Problem statement: Word for word, restate the lines from the start of the data down to the line with "registry and machines", both included.

Source records:
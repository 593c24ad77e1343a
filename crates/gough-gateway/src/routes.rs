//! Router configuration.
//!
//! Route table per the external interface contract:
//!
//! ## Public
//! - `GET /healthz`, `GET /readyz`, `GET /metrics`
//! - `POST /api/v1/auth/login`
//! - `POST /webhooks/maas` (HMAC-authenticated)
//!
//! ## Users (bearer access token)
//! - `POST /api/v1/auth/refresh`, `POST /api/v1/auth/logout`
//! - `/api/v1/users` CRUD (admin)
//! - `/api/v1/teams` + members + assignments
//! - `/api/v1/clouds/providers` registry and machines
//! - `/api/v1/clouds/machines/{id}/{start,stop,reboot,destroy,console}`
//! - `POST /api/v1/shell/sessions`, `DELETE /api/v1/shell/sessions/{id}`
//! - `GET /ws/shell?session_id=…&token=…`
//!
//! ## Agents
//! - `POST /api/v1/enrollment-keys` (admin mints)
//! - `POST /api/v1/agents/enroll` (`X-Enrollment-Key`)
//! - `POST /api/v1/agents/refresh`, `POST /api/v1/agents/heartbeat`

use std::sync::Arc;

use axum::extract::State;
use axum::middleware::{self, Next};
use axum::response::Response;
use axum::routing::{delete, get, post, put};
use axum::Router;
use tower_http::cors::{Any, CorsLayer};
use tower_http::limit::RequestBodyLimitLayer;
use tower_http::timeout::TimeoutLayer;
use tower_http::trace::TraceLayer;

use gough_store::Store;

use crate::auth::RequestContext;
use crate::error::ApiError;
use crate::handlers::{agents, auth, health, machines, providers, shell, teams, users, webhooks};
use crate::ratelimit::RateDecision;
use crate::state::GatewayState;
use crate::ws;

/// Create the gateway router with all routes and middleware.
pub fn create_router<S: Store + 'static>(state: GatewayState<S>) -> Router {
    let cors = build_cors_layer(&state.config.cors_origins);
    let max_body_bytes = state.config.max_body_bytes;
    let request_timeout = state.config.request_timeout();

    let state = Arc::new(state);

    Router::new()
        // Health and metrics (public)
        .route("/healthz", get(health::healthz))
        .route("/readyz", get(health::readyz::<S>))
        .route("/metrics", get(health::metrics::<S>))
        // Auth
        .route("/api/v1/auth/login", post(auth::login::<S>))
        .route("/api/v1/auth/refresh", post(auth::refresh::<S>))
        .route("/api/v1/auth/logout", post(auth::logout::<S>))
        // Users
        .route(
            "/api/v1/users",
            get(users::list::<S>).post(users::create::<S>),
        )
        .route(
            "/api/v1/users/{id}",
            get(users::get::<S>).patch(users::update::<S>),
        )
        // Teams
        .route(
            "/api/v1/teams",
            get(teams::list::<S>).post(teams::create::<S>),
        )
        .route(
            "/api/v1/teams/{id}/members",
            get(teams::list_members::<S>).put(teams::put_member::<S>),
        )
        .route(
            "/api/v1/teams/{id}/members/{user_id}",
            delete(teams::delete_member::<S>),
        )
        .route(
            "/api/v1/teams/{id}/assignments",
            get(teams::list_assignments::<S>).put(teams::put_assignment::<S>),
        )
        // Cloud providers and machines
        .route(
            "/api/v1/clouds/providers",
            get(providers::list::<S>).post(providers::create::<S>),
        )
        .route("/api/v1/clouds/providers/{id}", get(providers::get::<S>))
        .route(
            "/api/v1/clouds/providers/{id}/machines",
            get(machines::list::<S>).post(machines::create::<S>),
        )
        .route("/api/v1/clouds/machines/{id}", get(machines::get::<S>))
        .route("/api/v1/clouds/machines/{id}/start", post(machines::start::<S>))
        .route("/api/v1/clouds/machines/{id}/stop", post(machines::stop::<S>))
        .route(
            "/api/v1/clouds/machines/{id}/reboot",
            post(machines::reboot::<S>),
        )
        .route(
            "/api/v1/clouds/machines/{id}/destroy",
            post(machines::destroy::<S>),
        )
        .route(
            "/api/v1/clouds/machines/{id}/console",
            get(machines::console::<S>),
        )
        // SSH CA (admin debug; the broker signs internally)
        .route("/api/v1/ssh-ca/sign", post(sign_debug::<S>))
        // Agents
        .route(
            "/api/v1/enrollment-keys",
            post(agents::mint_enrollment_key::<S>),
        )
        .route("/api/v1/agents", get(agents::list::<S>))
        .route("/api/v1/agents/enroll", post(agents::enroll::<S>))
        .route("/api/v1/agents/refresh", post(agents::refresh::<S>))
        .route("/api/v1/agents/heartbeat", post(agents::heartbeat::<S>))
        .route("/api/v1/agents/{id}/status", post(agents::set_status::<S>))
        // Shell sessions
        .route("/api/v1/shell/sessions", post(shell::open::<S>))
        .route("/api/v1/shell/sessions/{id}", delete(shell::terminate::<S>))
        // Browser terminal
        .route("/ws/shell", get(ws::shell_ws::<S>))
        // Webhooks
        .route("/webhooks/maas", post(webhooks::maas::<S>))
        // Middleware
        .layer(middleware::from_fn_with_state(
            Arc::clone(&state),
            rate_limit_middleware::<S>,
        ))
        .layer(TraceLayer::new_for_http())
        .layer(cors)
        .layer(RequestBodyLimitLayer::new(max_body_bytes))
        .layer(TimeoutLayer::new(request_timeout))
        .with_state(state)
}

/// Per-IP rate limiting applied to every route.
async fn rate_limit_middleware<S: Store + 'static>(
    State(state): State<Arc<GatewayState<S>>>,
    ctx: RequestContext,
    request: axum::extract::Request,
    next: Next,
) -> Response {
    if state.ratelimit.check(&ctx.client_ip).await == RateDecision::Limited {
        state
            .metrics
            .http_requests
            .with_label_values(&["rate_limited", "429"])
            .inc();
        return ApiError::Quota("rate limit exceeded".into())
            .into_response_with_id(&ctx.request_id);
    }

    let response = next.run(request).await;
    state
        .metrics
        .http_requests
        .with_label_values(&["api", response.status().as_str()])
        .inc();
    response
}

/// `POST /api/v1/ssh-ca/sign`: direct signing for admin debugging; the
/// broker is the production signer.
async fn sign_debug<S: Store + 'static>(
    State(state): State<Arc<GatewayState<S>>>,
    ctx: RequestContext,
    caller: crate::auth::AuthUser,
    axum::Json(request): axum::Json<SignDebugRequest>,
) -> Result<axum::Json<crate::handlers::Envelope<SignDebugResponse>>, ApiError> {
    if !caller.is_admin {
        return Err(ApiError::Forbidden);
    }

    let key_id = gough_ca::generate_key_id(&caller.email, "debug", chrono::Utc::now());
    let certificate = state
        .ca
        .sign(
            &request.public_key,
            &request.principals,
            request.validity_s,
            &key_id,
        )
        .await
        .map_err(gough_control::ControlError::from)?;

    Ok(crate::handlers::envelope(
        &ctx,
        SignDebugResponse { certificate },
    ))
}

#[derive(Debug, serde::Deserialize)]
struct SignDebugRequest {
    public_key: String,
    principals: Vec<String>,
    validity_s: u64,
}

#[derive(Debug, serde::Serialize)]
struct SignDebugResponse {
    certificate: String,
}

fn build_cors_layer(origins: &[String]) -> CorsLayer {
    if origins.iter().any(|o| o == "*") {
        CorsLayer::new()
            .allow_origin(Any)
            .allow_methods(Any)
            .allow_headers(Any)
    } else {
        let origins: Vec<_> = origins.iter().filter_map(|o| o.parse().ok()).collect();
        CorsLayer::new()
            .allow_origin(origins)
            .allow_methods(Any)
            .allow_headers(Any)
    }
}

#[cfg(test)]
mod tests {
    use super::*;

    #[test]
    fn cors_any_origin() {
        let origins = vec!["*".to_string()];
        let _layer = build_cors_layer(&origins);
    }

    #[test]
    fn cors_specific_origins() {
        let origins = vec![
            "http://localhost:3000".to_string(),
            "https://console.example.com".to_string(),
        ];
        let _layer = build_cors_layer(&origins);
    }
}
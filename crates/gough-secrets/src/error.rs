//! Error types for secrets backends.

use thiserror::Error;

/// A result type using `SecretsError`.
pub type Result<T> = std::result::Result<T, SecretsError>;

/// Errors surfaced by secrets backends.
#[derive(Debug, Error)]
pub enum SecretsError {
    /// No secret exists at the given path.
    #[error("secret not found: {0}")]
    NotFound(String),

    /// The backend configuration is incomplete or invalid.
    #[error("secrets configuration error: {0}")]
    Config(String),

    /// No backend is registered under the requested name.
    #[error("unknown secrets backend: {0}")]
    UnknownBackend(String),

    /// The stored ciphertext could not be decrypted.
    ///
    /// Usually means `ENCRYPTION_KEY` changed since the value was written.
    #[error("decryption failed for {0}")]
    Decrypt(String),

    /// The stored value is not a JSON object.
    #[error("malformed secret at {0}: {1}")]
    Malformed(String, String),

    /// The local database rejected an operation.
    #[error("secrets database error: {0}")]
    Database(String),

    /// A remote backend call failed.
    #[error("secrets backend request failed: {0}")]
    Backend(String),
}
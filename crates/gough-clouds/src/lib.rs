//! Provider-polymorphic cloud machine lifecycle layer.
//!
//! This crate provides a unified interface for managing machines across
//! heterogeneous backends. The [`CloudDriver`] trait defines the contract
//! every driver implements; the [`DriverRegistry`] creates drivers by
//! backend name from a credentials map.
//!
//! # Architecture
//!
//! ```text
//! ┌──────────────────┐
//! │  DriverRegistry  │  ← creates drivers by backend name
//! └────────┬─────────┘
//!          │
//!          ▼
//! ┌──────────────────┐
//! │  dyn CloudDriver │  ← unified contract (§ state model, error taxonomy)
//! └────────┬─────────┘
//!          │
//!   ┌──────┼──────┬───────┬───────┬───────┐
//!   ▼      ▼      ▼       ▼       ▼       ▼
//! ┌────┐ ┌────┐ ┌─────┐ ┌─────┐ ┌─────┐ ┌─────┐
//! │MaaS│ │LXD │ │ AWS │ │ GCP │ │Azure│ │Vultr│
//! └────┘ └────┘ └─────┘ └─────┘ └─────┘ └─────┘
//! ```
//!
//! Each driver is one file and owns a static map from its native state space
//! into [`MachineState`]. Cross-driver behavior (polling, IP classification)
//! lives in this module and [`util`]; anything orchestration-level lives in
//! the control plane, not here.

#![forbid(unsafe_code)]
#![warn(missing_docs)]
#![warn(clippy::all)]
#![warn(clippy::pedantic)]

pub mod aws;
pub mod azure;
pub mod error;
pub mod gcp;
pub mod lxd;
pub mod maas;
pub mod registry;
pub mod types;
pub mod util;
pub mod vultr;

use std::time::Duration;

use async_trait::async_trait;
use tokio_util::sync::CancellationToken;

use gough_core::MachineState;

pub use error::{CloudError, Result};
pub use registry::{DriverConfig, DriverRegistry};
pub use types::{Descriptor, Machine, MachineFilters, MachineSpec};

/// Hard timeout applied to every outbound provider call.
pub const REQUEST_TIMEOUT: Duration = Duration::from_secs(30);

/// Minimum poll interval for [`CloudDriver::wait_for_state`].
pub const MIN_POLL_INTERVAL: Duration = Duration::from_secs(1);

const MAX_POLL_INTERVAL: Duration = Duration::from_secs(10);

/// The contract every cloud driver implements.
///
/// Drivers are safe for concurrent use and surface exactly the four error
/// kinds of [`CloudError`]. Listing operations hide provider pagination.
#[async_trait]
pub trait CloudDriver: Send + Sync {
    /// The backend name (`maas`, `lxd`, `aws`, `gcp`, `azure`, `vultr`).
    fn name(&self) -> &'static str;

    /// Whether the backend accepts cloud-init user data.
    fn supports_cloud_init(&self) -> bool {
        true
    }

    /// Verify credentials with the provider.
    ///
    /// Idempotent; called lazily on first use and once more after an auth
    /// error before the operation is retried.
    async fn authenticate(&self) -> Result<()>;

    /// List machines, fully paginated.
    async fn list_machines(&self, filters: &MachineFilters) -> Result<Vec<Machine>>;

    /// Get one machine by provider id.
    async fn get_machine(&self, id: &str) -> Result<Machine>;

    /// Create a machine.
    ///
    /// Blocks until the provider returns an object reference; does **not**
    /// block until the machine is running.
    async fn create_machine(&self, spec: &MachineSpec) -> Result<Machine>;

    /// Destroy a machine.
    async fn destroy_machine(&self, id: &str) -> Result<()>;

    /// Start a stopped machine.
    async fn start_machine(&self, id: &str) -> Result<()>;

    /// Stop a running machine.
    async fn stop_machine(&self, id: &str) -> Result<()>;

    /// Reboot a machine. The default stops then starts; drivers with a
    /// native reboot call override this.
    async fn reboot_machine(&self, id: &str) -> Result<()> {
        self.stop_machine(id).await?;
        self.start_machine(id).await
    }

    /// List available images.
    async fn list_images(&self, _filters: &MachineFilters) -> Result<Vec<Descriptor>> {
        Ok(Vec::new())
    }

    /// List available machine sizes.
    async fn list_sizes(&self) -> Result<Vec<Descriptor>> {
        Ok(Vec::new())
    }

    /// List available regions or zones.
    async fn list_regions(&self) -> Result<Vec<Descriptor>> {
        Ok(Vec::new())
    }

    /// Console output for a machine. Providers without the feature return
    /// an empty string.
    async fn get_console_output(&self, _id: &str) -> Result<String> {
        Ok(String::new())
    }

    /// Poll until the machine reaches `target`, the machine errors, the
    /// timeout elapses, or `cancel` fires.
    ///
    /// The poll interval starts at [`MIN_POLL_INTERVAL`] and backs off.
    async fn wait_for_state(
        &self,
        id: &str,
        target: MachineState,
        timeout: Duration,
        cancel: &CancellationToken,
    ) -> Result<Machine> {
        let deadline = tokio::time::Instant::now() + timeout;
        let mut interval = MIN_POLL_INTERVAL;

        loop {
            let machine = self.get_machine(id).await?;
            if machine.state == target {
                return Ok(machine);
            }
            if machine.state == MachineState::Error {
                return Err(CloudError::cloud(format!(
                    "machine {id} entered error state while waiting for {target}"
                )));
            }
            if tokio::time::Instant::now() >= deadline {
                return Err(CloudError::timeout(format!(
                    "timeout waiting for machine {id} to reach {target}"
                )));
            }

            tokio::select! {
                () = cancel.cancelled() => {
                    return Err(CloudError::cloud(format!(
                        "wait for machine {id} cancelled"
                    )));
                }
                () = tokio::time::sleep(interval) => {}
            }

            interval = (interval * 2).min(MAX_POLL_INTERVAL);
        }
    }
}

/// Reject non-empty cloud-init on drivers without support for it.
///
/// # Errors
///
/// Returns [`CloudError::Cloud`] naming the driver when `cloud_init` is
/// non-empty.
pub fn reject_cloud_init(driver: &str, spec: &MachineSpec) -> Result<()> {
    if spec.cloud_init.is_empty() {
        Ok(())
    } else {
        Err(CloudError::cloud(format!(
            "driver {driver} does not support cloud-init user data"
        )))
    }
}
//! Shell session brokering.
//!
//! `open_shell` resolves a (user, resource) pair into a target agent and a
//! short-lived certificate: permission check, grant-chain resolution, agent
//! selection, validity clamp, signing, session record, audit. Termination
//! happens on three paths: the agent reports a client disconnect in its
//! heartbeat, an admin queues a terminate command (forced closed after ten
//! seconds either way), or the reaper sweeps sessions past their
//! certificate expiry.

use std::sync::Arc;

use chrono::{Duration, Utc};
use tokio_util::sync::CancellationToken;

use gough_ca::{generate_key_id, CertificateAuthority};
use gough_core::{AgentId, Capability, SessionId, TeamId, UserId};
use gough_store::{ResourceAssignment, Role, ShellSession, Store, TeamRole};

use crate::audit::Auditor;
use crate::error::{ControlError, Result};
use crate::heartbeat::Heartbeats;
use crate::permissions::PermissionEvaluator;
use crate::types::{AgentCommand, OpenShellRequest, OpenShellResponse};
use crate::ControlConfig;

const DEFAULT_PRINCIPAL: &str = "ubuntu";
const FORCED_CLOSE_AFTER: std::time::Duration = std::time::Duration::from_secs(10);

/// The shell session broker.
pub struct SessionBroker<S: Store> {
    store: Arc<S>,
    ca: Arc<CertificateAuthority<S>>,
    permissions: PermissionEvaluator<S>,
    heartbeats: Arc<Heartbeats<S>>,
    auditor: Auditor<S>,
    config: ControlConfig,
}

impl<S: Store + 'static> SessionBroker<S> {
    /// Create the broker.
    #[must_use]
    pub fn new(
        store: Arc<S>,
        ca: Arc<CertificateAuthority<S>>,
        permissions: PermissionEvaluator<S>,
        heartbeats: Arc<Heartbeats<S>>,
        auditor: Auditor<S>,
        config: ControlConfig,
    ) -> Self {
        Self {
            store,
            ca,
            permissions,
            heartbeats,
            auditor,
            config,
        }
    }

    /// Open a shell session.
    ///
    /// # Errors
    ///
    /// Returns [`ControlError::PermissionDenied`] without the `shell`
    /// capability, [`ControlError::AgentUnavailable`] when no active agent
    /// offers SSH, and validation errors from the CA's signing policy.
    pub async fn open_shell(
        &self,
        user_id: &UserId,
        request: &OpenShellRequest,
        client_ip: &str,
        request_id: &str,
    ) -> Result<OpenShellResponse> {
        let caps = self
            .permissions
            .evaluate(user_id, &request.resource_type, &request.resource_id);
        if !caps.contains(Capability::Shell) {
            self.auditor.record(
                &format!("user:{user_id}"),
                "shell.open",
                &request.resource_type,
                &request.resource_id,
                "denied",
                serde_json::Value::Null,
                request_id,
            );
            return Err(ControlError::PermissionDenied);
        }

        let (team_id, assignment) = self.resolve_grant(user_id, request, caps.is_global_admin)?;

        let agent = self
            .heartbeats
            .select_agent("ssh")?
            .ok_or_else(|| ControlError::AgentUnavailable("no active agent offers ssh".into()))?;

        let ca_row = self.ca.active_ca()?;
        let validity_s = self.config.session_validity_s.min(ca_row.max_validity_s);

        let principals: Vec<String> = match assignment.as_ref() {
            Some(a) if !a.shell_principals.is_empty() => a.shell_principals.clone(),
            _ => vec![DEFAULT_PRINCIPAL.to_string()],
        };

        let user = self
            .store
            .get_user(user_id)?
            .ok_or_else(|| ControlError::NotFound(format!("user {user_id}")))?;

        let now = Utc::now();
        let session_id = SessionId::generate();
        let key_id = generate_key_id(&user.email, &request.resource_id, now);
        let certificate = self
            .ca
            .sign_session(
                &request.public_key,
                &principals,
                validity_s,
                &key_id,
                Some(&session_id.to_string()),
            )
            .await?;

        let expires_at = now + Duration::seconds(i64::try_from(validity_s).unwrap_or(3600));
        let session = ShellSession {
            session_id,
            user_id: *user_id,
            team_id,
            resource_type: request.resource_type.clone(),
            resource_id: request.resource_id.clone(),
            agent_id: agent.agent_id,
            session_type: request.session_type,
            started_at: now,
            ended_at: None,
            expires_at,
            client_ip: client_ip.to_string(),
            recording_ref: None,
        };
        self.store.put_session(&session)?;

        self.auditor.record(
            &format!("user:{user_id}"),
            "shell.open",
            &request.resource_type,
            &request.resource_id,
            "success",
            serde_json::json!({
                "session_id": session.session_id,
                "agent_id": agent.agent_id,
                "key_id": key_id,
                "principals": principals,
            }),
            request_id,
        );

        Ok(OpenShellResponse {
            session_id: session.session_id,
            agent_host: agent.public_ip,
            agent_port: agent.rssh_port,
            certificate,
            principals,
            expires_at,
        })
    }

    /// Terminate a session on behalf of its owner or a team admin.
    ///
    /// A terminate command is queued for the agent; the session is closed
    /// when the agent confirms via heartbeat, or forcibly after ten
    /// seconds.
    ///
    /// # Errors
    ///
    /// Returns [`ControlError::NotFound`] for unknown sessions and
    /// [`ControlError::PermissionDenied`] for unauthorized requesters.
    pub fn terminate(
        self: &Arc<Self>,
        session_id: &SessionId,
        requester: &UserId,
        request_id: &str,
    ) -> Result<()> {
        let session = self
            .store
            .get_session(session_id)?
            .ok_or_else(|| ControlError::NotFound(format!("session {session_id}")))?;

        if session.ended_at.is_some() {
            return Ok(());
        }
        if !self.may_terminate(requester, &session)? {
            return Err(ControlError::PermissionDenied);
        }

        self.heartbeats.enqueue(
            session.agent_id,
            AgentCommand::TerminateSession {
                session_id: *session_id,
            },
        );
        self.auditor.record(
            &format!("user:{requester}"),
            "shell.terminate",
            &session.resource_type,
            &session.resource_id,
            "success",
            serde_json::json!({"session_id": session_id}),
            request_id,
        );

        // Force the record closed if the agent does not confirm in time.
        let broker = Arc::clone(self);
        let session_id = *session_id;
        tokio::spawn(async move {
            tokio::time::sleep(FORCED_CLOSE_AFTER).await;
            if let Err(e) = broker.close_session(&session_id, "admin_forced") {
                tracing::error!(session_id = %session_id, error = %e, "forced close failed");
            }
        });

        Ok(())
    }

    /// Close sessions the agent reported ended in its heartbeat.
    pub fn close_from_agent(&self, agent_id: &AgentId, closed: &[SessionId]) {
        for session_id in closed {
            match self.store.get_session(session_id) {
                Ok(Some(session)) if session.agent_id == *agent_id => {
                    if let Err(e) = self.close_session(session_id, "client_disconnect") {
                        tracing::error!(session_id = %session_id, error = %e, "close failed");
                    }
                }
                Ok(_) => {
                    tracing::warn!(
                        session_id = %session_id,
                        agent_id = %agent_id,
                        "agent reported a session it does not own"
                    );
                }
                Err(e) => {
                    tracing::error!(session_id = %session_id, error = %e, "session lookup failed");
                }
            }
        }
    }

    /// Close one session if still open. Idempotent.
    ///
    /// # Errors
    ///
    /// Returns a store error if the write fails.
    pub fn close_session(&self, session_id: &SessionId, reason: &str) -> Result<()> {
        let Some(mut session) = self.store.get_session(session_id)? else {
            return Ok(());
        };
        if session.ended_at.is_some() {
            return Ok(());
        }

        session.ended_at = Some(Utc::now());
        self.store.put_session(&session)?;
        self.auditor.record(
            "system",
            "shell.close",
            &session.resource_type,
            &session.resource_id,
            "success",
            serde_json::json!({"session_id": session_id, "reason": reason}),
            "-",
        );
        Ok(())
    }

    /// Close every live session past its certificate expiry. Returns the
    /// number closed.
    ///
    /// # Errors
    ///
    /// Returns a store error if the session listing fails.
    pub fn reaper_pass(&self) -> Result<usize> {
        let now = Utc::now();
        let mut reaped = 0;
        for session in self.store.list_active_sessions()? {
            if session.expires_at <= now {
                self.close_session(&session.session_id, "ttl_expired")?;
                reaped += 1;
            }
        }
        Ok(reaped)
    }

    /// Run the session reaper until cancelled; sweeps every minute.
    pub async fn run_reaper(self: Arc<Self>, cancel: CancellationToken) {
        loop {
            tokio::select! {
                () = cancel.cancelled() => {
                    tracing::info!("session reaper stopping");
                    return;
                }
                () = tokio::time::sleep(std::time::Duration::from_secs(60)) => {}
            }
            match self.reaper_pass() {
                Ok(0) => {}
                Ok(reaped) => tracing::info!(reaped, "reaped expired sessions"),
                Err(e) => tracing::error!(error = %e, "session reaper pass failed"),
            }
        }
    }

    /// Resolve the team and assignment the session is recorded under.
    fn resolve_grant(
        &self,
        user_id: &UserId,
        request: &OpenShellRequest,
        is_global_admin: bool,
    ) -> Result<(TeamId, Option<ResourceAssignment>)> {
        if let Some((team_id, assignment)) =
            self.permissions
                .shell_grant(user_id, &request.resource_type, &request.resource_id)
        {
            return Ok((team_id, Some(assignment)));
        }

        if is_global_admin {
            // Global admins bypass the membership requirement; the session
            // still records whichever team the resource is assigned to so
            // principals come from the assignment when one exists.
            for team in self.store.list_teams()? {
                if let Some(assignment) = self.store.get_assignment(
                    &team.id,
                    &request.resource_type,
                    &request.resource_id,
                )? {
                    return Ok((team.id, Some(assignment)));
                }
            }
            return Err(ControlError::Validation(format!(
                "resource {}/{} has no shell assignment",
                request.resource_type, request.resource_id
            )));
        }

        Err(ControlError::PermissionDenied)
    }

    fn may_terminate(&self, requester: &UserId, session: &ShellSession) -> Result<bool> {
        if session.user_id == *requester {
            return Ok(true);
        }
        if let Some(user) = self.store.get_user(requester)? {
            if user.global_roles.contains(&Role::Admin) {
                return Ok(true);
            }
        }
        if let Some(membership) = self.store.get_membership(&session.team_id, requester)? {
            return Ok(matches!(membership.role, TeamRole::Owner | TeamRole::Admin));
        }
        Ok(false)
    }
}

Written solution:
repository 593c24ad77e1343a
filename crates/gough-gateway/src/routes.rs
//! Router configuration.
//!
//! Route table per the external interface contract:
//!
//! ## Public
//! - `GET /healthz`, `GET /readyz`, `GET /metrics`
//! - `POST /api/v1/auth/login`
//! - `POST /webhooks/maas` (HMAC-authenticated)
//!
//! ## Users (bearer access token)
//! - `POST /api/v1/auth/refresh`, `POST /api/v1/auth/logout`
//! - `/api/v1/users` CRUD (admin)
//! - `/api/v1/teams` + members + assignments
//! - `/api/v1/clouds/providers` registry and machines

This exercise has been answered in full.